Saturday, July 2, 2016

Sympathy for the Devil (I mean Car Salesperson) Part One

I spent eight months as a car salesman. I'm back in the restaurant business and couldn't be happier. Yet I learned some things. The first one: don't be so tough on car salespeople.

Buyers are Liars

It's a common saying amongst salespersons because it's true. My #1 takeaway from my time in car sales is that the salespeople are more honest than their reputation and buyers are less so. 

Car salesmen are at the store everyday and represent a business that is always there. If they lie, they will be called on it. People shopping for cars can and will say whatever they want. Faced with a clod of bullshit, the dealership will invite them back to make a purchase and forgive them swiftly.

The nicest guy I ever dealt with working for BMW was a sixty-plus retired fellow shopping for an exciting sports coupe. He said it would be the last car he'd ever own. He'd drive it for the next ten or twenty years and then pass away. Naturally, I wanted to help him make the right purchase.

The M235 is a hell of a car. For just over $50k you get over 300 horsepower and foot-pounds of torque. Most M cars are rear-wheel drive only, but you can get an M235 in all-wheel drive. Drive it all year round in the snow, sun, ice, mud or whatever. It's one of the best bang-for-your-buck machines BMW offers.

This guy didn't want to spent much over $50k. The only one we had on our lot was around $56k. It had some options he didn't want. It was gray with a black interior, but he wanted one that was white with a black interior. He didn't want fancy options or high-end leather interior. 

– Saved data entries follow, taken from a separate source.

//! Artify CLI - pin content, mint coins, browse the marketplace
//!
//! # Main Commands
//!
//! ```bash
//! artify serve                                  # Start the pinning proxy (port 3000)
//! artify submit image --name .. --description .. --image cover.png
//! artify mint --wallet 0x.. --metadata-uri ipfs://.. --name ..
//! artify market --wallet 0x.. --filter music    # Browse coins
//! ```
//!
//! # Other Commands
//!
//! ```bash
//! artify pin-file cover.png        # Upload one file through the proxy
//! artify pin-json metadata.json    # Upload one JSON document
//! artify tokens --creator 0x..     # List recorded coins
//! artify buy 0xcoin 0.01           # Trade a coin
//! artify session set 0x..          # Remember the connected wallet
//! artify reset                     # Drop all local records
//! ```

use artify::{
    filter_items, market_summary, AppConfig, Asset, ContentDraft, ContentStore, ContentType,
    FileBackend, JsonRpcReader, MarketItem, Marketplace, MintInput, MintOutcome, Minter, PinningClient,
    RawDraft, RelayIssuer, SessionStore, SubmissionWorkflow, TokenRepository, TradeDesk, ZoraCoinsClient,
};
use clap::{Parser, Subcommand};
use serde_json::Value;
use std::error::Error;
use std::fs;
use std::path::{Path, PathBuf};
use std::sync::Arc;
use tracing_subscriber::{fmt, EnvFilter};

type CliResult = Result<(), Box<dyn Error>>;

#[derive(Parser)]
#[command(name = "artify")]
#[command(about = "Tokenize creator content as tradable coins", long_about = None)]
struct Cli {
    #[command(subcommand)]
    command: Commands,
}

#[derive(Subcommand)]
enum Commands {
    /// Start the pinning proxy server
    Serve {
        /// Port to listen on (default: PORT or 3000)
        #[arg(short, long)]
        port: Option<u16>,
    },

    /// Upload a file through the proxy
    PinFile {
        /// File to pin
        path: PathBuf,
    },

    /// Upload a JSON document through the proxy
    PinJson {
        /// JSON file to pin
        path: PathBuf,
    },

    /// Validate a draft and pin its content and metadata
    Submit {
        /// Content type: image, blog, video, music, code
        content_type: ContentType,

        #[arg(long)]
        name: String,

        #[arg(long)]
        description: String,

        /// Cover image (image content)
        #[arg(long)]
        image: Option<PathBuf>,

        /// Media file (video, music)
        #[arg(long)]
        file: Option<PathBuf>,

        /// Repository link (code)
        #[arg(long)]
        link: Option<String>,

        /// Article URL (blog)
        #[arg(long)]
        url: Option<String>,
    },

    /// Deploy a coin for pinned metadata and record it
    Mint {
        /// Creator wallet (default: session user)
        #[arg(short, long)]
        wallet: Option<String>,

        #[arg(long)]
        metadata_uri: String,

        #[arg(long)]
        name: String,

        /// Ticker (derived from the name if omitted)
        #[arg(long)]
        symbol: Option<String>,

        #[arg(long = "type", default_value = "image")]
        content_type: ContentType,

        #[arg(long, default_value = "")]
        image_uri: String,

        #[arg(long, default_value = "")]
        description: String,
    },

    /// List recorded coins
    Tokens {
        /// Only coins of this creator
        #[arg(short, long)]
        creator: Option<String>,
    },

    /// Browse the marketplace
    Market {
        /// Include coins held by this wallet (default: session user)
        #[arg(short, long)]
        wallet: Option<String>,

        /// `all` or a content type
        #[arg(short, long, default_value = "all")]
        filter: String,

        /// Search titles and creators
        #[arg(short, long, default_value = "")]
        search: String,
    },

    /// Buy a coin with ETH
    Buy {
        /// Coin contract address
        coin: String,
        /// ETH to spend
        eth: String,
        #[arg(short, long)]
        wallet: Option<String>,
    },

    /// Sell a coin
    Sell {
        /// Coin contract address
        coin: String,
        /// Amount of coin to sell
        amount: String,
        #[arg(short, long)]
        wallet: Option<String>,
    },

    /// Manage the connected wallet
    Session {
        #[command(subcommand)]
        action: SessionAction,
    },

    /// Delete all local records and the session
    Reset,
}

#[derive(Subcommand)]
enum SessionAction {
    /// Remember a wallet address
    Set { wallet: String },
    /// Show the remembered wallet
    Show,
    /// Forget the remembered wallet
    Clear,
}

fn init_logging() {
    const DEFAULT_LOG_FILTER: &str = "info";

    let filter = EnvFilter::try_from_default_env()
        .or_else(|_| EnvFilter::try_new(DEFAULT_LOG_FILTER))
        .unwrap_or_else(|_| EnvFilter::new("info"));
    fmt().with_env_filter(filter).with_writer(std::io::stderr).init();
}

#[tokio::main]
async fn main() {
    let config = AppConfig::from_env();
    init_logging();

    let cli = Cli::parse();

    let result = match cli.command {
        Commands::Serve { port } => cmd_serve(config, port).await,
        Commands::PinFile { path } => cmd_pin_file(&config, &path).await,
        Commands::PinJson { path } => cmd_pin_json(&config, &path).await,
        Commands::Submit {
            content_type,
            name,
            description,
            image,
            file,
            link,
            url,
        } => {
            let raw = RawDraftArgs { name, description, image, file, link, url };
            cmd_submit(&config, content_type, raw).await
        }
        Commands::Mint {
            wallet,
            metadata_uri,
            name,
            symbol,
            content_type,
            image_uri,
            description,
        } => {
            let input = MintInput {
                name,
                symbol,
                description,
                content_type,
                image_uri,
                metadata_uri,
            };
            cmd_mint(&config, wallet, input).await
        }
        Commands::Tokens { creator } => cmd_tokens(&config, creator.as_deref()),
        Commands::Market { wallet, filter, search } => cmd_market(&config, wallet, &filter, &search).await,
        Commands::Buy { coin, eth, wallet } => cmd_trade(&config, Trade::Buy, &coin, &eth, wallet).await,
        Commands::Sell { coin, amount, wallet } => cmd_trade(&config, Trade::Sell, &coin, &amount, wallet).await,
        Commands::Session { action } => cmd_session(&config, action),
        Commands::Reset => cmd_reset(&config),
    };

    if let Err(e) = result {
        eprintln!("❌ Error: {}", e);
        std::process::exit(1);
    }
}

// =============================================================================
// Helpers
// =============================================================================

fn read_asset(path: &Path) -> Result<Asset, Box<dyn Error>> {
    let bytes = fs::read(path)?;
    let file_name = path
        .file_name()
        .map(|n| n.to_string_lossy().to_string())
        .unwrap_or_else(|| "upload".to_string());
    Ok(Asset::from_path_bytes(file_name, bytes))
}

fn backend(config: &AppConfig) -> Arc<FileBackend> {
    Arc::new(FileBackend::new(&config.data_dir))
}

fn repository(config: &AppConfig) -> TokenRepository<FileBackend> {
    TokenRepository::new(backend(config))
}

/// Explicit wallet, else the session user.
fn resolve_wallet(config: &AppConfig, wallet: Option<String>) -> Result<String, Box<dyn Error>> {
    if let Some(wallet) = wallet.filter(|w| !w.trim().is_empty()) {
        return Ok(wallet);
    }
    SessionStore::new(backend(config))
        .session_user()?
        .ok_or_else(|| "No wallet given and no session user (run `artify session set <wallet>`)".into())
}

fn print_json<T: serde::Serialize>(value: &T) -> CliResult {
    println!("{}", serde_json::to_string_pretty(value)?);
    Ok(())
}

// =============================================================================
// Commands
// =============================================================================

async fn cmd_serve(mut config: AppConfig, port: Option<u16>) -> CliResult {
    if let Some(port) = port {
        config.port = port;
    }
    artify::server::start_server(&config).await?;
    Ok(())
}

async fn cmd_pin_file(config: &AppConfig, path: &Path) -> CliResult {
    eprintln!("📤 Pinning file: {}", path.display());
    let asset = read_asset(path)?;
    let client = PinningClient::new(&config.proxy_url);
    let cid = client.upload_file(&asset).await?;

    eprintln!("✅ Pinned");
    println!("{}", cid.to_uri());
    eprintln!("   Gateway: {}", cid.gateway_url(&config.pinata_gateway));
    Ok(())
}

async fn cmd_pin_json(config: &AppConfig, path: &Path) -> CliResult {
    eprintln!("📤 Pinning JSON: {}", path.display());
    let document: Value = serde_json::from_str(&fs::read_to_string(path)?)?;
    let client = PinningClient::new(&config.proxy_url);
    let cid = client.upload_json(&document).await?;

    eprintln!("✅ Pinned");
    println!("{}", cid.to_uri());
    Ok(())
}

struct RawDraftArgs {
    name: String,
    description: String,
    image: Option<PathBuf>,
    file: Option<PathBuf>,
    link: Option<String>,
    url: Option<String>,
}

async fn cmd_submit(config: &AppConfig, content_type: ContentType, args: RawDraftArgs) -> CliResult {
    let raw = RawDraft {
        name: args.name,
        description: args.description,
        image: args.image.as_deref().map(read_asset).transpose()?,
        file: args.file.as_deref().map(read_asset).transpose()?,
        link: args.link,
        url: args.url,
    };
    let draft = ContentDraft::from_raw(content_type, raw);
    eprintln!("{} Submitting {}: {}", content_type.icon(), content_type.label(), draft.name());

    let mut workflow = SubmissionWorkflow::new(Arc::new(PinningClient::new(&config.proxy_url)));
    let uploaded = workflow.submit(&draft).await?;

    eprintln!("✅ Ready to mint");
    print_json(&uploaded)
}

async fn cmd_mint(config: &AppConfig, wallet: Option<String>, input: MintInput) -> CliResult {
    let wallet = resolve_wallet(config, wallet)?;
    eprintln!("🪙 Minting \"{}\" for {}", input.name, wallet);

    let minter = Minter::new(Arc::new(RelayIssuer::new(&config.issuer_url)), repository(config))
        .with_chain_id(config.chain_id);

    match minter.mint(&input, &wallet).await? {
        MintOutcome::Confirmed { tx_hash, address } => {
            eprintln!("✅ Coin deployed");
            println!("tx: {}", tx_hash);
            if let Some(address) = address {
                println!("address: {}", address);
            }
            Ok(())
        }
        MintOutcome::Pending { tx_hash } => {
            eprintln!("⏳ Transaction submitted but not yet confirmed");
            if let Some(tx_hash) = tx_hash {
                println!("tx: {}", tx_hash);
            }
            Ok(())
        }
        MintOutcome::Failed { message } => Err(message.into()),
    }
}

fn cmd_tokens(config: &AppConfig, creator: Option<&str>) -> CliResult {
    let repository = repository(config);
    let tokens = match creator {
        Some(creator) => repository.tokens_by_creator(creator)?,
        None => repository.all_tokens()?,
    };

    eprintln!("📦 {} coin(s)", tokens.len());
    print_json(&tokens)
}

async fn load_market(config: &AppConfig, wallet: Option<&str>) -> Result<Vec<MarketItem>, Box<dyn Error>> {
    let stats = Arc::new(ZoraCoinsClient::new(&config.zora_api_url, config.chain_id));
    let market = Marketplace::new(stats, repository(config), &config.pinata_gateway);
    Ok(market.load(wallet).await?)
}

async fn cmd_market(config: &AppConfig, wallet: Option<String>, filter: &str, search: &str) -> CliResult {
    let wallet = match wallet {
        Some(wallet) => Some(wallet),
        None => SessionStore::new(backend(config)).session_user()?,
    };

    let items = load_market(config, wallet.as_deref()).await?;
    let shown = filter_items(&items, filter, search);

    if shown.is_empty() {
        eprintln!("🔍 No content found");
    }
    for item in &shown {
        eprintln!(
            "{} {} (${}) by {} - {} - supply {} - {} holders",
            item.type_icon, item.title, item.symbol, item.creator, item.price, item.supply, item.sales
        );
    }

    let summary = market_summary(&items);
    eprintln!(
        "\n📊 {} coins, {} creators, {} holders, {:.4} ETH 24h volume",
        summary.coins_listed, summary.creators, summary.total_holders, summary.total_volume
    );
    print_json(&shown)
}

enum Trade {
    Buy,
    Sell,
}

async fn cmd_trade(config: &AppConfig, trade: Trade, coin: &str, amount: &str, wallet: Option<String>) -> CliResult {
    let wallet = resolve_wallet(config, wallet)?;
    let items = load_market(config, Some(&wallet)).await?;
    let item = items
        .into_iter()
        .find(|i| i.contract_address.eq_ignore_ascii_case(coin))
        .unwrap_or_else(|| MarketItem {
            id: coin.to_string(),
            contract_address: coin.to_string(),
            symbol: coin.to_string(),
            ..MarketItem::default()
        });

    let desk = TradeDesk::new(
        Arc::new(RelayIssuer::new(&config.issuer_url)),
        Arc::new(JsonRpcReader::new(&config.rpc_url)),
    )
    .with_chain_id(config.chain_id);

    let receipt = match trade {
        Trade::Buy => desk.buy(&item, amount, &wallet).await?,
        Trade::Sell => desk.sell(&item, amount, &wallet).await?,
    };

    eprintln!("✅ Trade confirmed");
    println!("tx: {}", receipt.tx_hash);
    Ok(())
}

fn cmd_session(config: &AppConfig, action: SessionAction) -> CliResult {
    let session = SessionStore::new(backend(config));
    match action {
        SessionAction::Set { wallet } => {
            session.set_session_user(&wallet)?;
            eprintln!("🔗 Session user set to {}", wallet);
        }
        SessionAction::Show => match session.session_user()? {
            Some(wallet) => println!("{}", wallet),
            None => eprintln!("No session user"),
        },
        SessionAction::Clear => {
            session.clear_session_user()?;
            eprintln!("🔌 Session cleared");
        }
    }
    Ok(())
}

fn cmd_reset(config: &AppConfig) -> CliResult {
    repository(config).clear_all()?;
    eprintln!("🗑️  Local records cleared");
    Ok(())
}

We almost made a deal on the one we had. A common question car sales managers ask is: "Can we sell the car for a price that would make you color-blind?" He said since this was the last car he'd ever buy, he didn't want to compromise.

So I got to work on the Build Your Own section of When I cut out the options he didn't want and put in the basic black interior with the non-metallic white paint, we had the perfect car for just under $50k.

It was mid December. He told me he had to spend some time with his mother over the holidays and would tell me what he decided to do after Christmas.

I called him a couple days after Christmas. What did he do? He had driven over to Seattle and bought a white M235 with a beige interior for about $54k. It wasn't the car he told me he wanted, but he bought it anyway. He said he wanted to think about it. Instead, he drove someplace and bought a car.

We'd talked about what he wanted for a few hours over a couple days. I offered to bring that car from Seattle to Spokane for him. He didn't want it when I asked. But he bought it from them anyway. He thanked me for all the work I had done. He complimented me on my professionality. Yet I made no money for all the time I'd worked for him.

That's a snippet of life in the car business. When a person takes the time to listen to you, ascertain your needs and find a car for you, let him make some commission from you. Don't waste your time and his by buying something you told him you didn't want anyway.

In retrospect, he was very nice. Yet I don't care at all if he's enjoying that car.